● DATASET EXCERPTS

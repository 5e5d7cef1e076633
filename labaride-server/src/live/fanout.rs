//! Notification fan-out
//!
//! Turns a lifecycle event into (a) an optional durable notification and
//! (b) a list of room pushes. The durable write is awaited and its failure
//! propagates; room pushes are fire-and-forget.

use rust_decimal::Decimal;
use shared::models::{NotificationCreate, Order};
use shared::realtime::{RoomId, ServerEvent, StatusPush, TransactionPush};

use super::RoomHub;
use crate::db::retry::StoreError;
use crate::orders::OrderStore;

/// Outcome of a persisted lifecycle transition
#[derive(Debug, Clone)]
pub enum LifecycleEvent {
    Created(Order),
    PriceSet {
        order: Order,
        shop_name: String,
        price: Decimal,
    },
    StatusChanged(Order),
}

/// What one lifecycle event implies
#[derive(Debug, Clone, PartialEq)]
pub struct Delivery {
    pub notification: Option<NotificationCreate>,
    pub pushes: Vec<(RoomId, ServerEvent)>,
}

impl LifecycleEvent {
    pub fn order(&self) -> &Order {
        match self {
            LifecycleEvent::Created(order)
            | LifecycleEvent::PriceSet { order, .. }
            | LifecycleEvent::StatusChanged(order) => order,
        }
    }

    /// Rooms, events and durable notification for this event
    pub fn plan(&self) -> Delivery {
        let order = self.order();
        let shop_room = RoomId::Shop(order.shop_id);
        let user_room = RoomId::User(order.user_id);

        match self {
            LifecycleEvent::Created(order) => {
                let push = TransactionPush::from(order);
                Delivery {
                    notification: None,
                    pushes: vec![
                        (shop_room, ServerEvent::NewTransaction(push.clone())),
                        (user_room, ServerEvent::TransactionUpdate(push)),
                    ],
                }
            }
            LifecycleEvent::PriceSet {
                order,
                shop_name,
                price,
            } => Delivery {
                notification: Some(NotificationCreate {
                    user_id: order.user_id,
                    message: price_set_message(*price),
                    from_name: shop_name.clone(),
                }),
                pushes: status_pushes(order),
            },
            LifecycleEvent::StatusChanged(order) => Delivery {
                notification: None,
                pushes: status_pushes(order),
            },
        }
    }
}

pub fn price_set_message(price: Decimal) -> String {
    format!("The shop set the price per kilo to ₱{price} for your order.")
}

fn status_pushes(order: &Order) -> Vec<(RoomId, ServerEvent)> {
    let push = StatusPush::from(order);
    vec![
        (RoomId::Shop(order.shop_id), ServerEvent::StatusUpdate(push.clone())),
        (RoomId::User(order.user_id), ServerEvent::StatusUpdate(push)),
    ]
}

/// Delivers lifecycle events through the durable and realtime channels
#[derive(Clone)]
pub struct Fanout {
    rooms: RoomHub,
}

impl Fanout {
    pub fn new(rooms: RoomHub) -> Self {
        Self { rooms }
    }

    /// Write the durable notification (if any), then push to rooms.
    ///
    /// Returns the number of session deliveries; zero subscribers is not an error.
    pub async fn dispatch(
        &self,
        store: &dyn OrderStore,
        event: &LifecycleEvent,
    ) -> Result<usize, StoreError> {
        let Delivery {
            notification,
            mut pushes,
        } = event.plan();

        if let Some(notification) = notification {
            let stored = store.insert_notification(&notification).await?;
            tracing::info!(
                notification_id = stored.id,
                user_id = stored.user_id,
                "Notification recorded"
            );
            pushes.push((RoomId::User(stored.user_id), ServerEvent::Notification(stored)));
        }

        let mut delivered = 0;
        for (room, push) in &pushes {
            let n = self.rooms.emit(*room, push);
            tracing::debug!(room = %room, event = push.name(), delivered = n, "Room push");
            delivered += n;
        }
        Ok(delivered)
    }
}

● REQUIREMENT
Take the listing above from its first line through the line containing "use rust_decimal::Decimal;", and transcribe that stretch exactly, with no other lines.

● WORKED SOLUTION
repository 5e5d7cef1e076633
filename labaride-server/src/live/fanout.rs
//! Notification fan-out
//!
//! Turns a lifecycle event into (a) an optional durable notification and
//! (b) a list of room pushes. The durable write is awaited and its failure
//! propagates; room pushes are fire-and-forget.

use rust_decimal::Decimal;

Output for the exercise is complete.